The finite volume bilinear form \(a_\mathcal{P }(\cdot ,\cdot )\) is variationally exact: let \(u\in H_0^1(\Omega )\) be the solution of (2.1) and (2.2), then

$$\begin{aligned} a_\mathcal{P }(u,w_{\mathcal{P }^{\prime }}) =(f,w_{\mathcal{P }^{\prime }}) \forall \ w_{\mathcal{P }^{\prime }}\in \ V_{\mathcal{P }^{\prime }}, \end{aligned}$$
(3.2)

and continuous: for all \(v\in \ H_0^1(\Omega )\cap H_\mathcal{P }^{2}(\Omega ),\ w_{\mathcal{P }^{\prime }}\in \ V_{\mathcal{P }^{\prime }}\),

$$\begin{aligned} |a_\mathcal{P }(v,w_{\mathcal{P }^{\prime }})|\le M |v|_\mathcal{P } |w_{\mathcal{P }^{\prime }}|_{\mathcal{P }^{\prime }}, \end{aligned}$$
(3.3)

where the constant \(M>0\) depends only on \(\alpha \) and \(r\).

Proof

First, (3.2) follows by multiplying (2.1) with an arbitrary function \(w_{\mathcal{P }^{\prime }}\in V_{\mathcal{P }^{\prime }} \) and then using Green’s formula in each control volume \(\tau \in \mathcal{P }^{\prime }\).

Secondly we prove (3.3). By the Cauchy–Schwartz inequality, for all \(v\in \ H_0^1(\Omega )\) and all \(w_{\mathcal{P }^{\prime }}\in \mathcal{V }_{\mathcal{P }^{\prime }}\), there holds

$$\begin{aligned} a_\mathcal{P }(v,w_{\mathcal{P }^{\prime }}) \le \Vert \alpha \Vert _\infty |w_{\mathcal{P }^{\prime }}|_{\mathcal{P }^{\prime }} \left( \sum _{E\in \mathcal{E }_{\mathcal{P }^{\prime }}} h_E\int \limits _E \left( \frac{\partial v}{\partial \mathbf{n}}\right) ^2ds\right) ^{\frac{1}{2}}. \end{aligned}$$

By the trace inequality and the shape regularity of \(\mathcal{P },\)
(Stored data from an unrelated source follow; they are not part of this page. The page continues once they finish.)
//! Portfolio Monte Carlo simulation library
//!
//! This crate turns historical prices for a weighted portfolio into a Monte
//! Carlo projection of portfolio growth:
//! - Monthly log returns from raw price history
//! - Weighted portfolio returns with periodic rebalancing
//! - Sample mean / standard deviation estimation
//! - Seeded, reproducible growth-of-$1 simulation (optionally parallel)
//! - Max / median / min summary of simulated terminal values
//! - Sharpe ratio and annualised risk figures
//!
//! # Example
//!
//! ```ignore
//! use portsim_core::config::ReportBuilder;
//! use portsim_core::report::run_report;
//!
//! let config = ReportBuilder::new("S&P only")
//!     .holding("SPY", 100.0)
//!     .start(2015, 1, 1)
//!     .months(120)
//!     .simulations(51)
//!     .seed(42)
//!     .build();
//! let report = run_report(&config, &source)?;
//! println!("median terminal value: {}", report.summary.median_value);
//! ```

#![warn(clippy::all)]

// ============================================================================
// Core modules
// ============================================================================

pub mod date_math;
pub mod distribution;
pub mod error;
pub mod metrics;
pub mod portfolio;
pub mod report;
pub mod returns;
pub mod simulation;
pub mod source;
pub mod summary;

// ============================================================================
// Type definition modules
// ============================================================================

pub mod config;
pub mod model;

// ============================================================================
// Test modules
// ============================================================================

#[cfg(test)]
mod tests;

// ============================================================================
// Public re-exports for convenience
// ============================================================================

pub use config::{ReportBuilder, ReportConfig};
pub use report::{Report, run_report};
pub use source::{InMemoryPriceSource, PriceSource};
//! Tests for return series construction
//!
//! These tests verify that:
//! - n month-end prices produce exactly n - 1 log returns
//! - each return equals ln(p_t / p_{t-1})
//! - intra-month observations do not leak into monthly returns

use jiff::civil::date;

use super::common::{default_start, synthetic_prices};
use crate::date_math::Period;
use crate::error::DataFetchError;
use crate::model::{PriceSeries, Ticker};
use crate::returns::{log_returns, resample};

#[test]
fn test_n_prices_give_n_minus_one_returns() {
    let prices = [100.0, 102.5, 99.0, 101.0, 110.0, 108.25];
    let pairs = prices
        .iter()
        .enumerate()
        .map(|(i, p)| (date(2020, i as i8 + 1, 28), *p))
        .collect();
    let series = PriceSeries::from_unsorted(Ticker::new("SPY"), pairs).unwrap();

    let returns = log_returns(&series, Period::Monthly).unwrap();
    assert_eq!(returns.len(), prices.len() - 1);

    for (i, r) in returns.points.iter().enumerate() {
        let expected = (prices[i + 1] / prices[i]).ln();
        assert!(
            (r.value - expected).abs() < 1e-14,
            "return {i}: expected {expected}, got {}",
            r.value
        );
    }
}

#[test]
fn test_daily_prices_resampled_to_month_end() {
    let series = synthetic_prices("SPY", default_start(), 24, 1.01);
    let sampled = resample(&series, Period::Monthly);
    assert_eq!(sampled.len(), 24);

    let returns = log_returns(&series, Period::Monthly).unwrap();
    assert_eq!(returns.len(), 23);
    // Month m's close is 100 * prod(1.01 * wobble_k); the log return is ln(1.01 * wobble_m)
    for (i, r) in returns.points.iter().enumerate() {
        let m = i + 1;
        let wobble = if m % 2 == 0 { 1.01 } else { 0.99 };
        let expected = (1.01_f64 * wobble).ln();
        assert!((r.value - expected).abs() < 1e-12);
    }
}

#[test]
fn test_single_period_is_insufficient() {
    let series = PriceSeries::from_unsorted(
        Ticker::new("SPY"),
        vec![(date(2020, 1, 2), 1.0), (date(2020, 1, 30), 1.1)],
    )
    .unwrap();
    let err = log_returns(&series, Period::Monthly).unwrap_err();
    assert!(matches!(
        err,
        DataFetchError::InsufficientHistory { periods: 1, .. }
    ));
}

#[test]
fn test_annual_returns() {
    let series = synthetic_prices("SPY", default_start(), 36, 1.0);
    let returns = log_returns(&series, Period::Annually).unwrap();
    assert_eq!(returns.len(), 2);
    assert_eq!(returns.points[0].date, date(2016, 12, 31));
}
$$\begin{aligned} \left( h_E\int \limits _{E\cap \tau } \left( \frac{\partial v}{\partial \mathbf{n}}\right) ^2ds\right) ^{\frac{1}{2}}\lesssim |v|_{1,\tau }+ h_\tau |v|_{2,\tau } \end{aligned}$$

where \(\tau \in \mathcal{P }\) and \(\tau \cap E\not =\emptyset \). Since for any given \(E\in \mathcal{E }_\mathcal{P ^{\prime }}\), there are at most two elements \(\tau \in \mathcal{P }\) such that \(\tau \cap E\not =\emptyset \), we have

$$\begin{aligned} a_\mathcal{P }(v,w_{\mathcal{P }^{\prime }})&\lesssim |w_{\mathcal{P }^{\prime }}|_{\mathcal{P }^{\prime }} \left( \sum _{E\in \mathcal{E }_{\mathcal{P }^{\prime }}}\sum _{\tau \in \mathcal{P },\tau \cap E\not =\emptyset } |v|^2_{1,\tau }+ h_\tau ^2|v|^2_{2,\tau }\right) ^{\frac{1}{2}}\\&\lesssim |w_{\mathcal{P }^{\prime }}|_{\mathcal{P }^{\prime }} \left( \sum _{\tau \in \mathcal{P }} |v|^2_{1,\tau }+ h_\tau ^2|v|^2_{2,\tau }\right) ^{\frac{1}{2}}. \end{aligned}$$

Then there exists a positive \(M\) which depends only on \(\alpha \) and \(r\) such that (3.3) holds. \(\square \)

3.2 Inf-sup Condition

This subsection is the core of the paper. The analysis here is technical, and yet, it is new and no-traditional. A key step is the introduction of a global projection (3.6) based on the idea of the Gauss quadrature.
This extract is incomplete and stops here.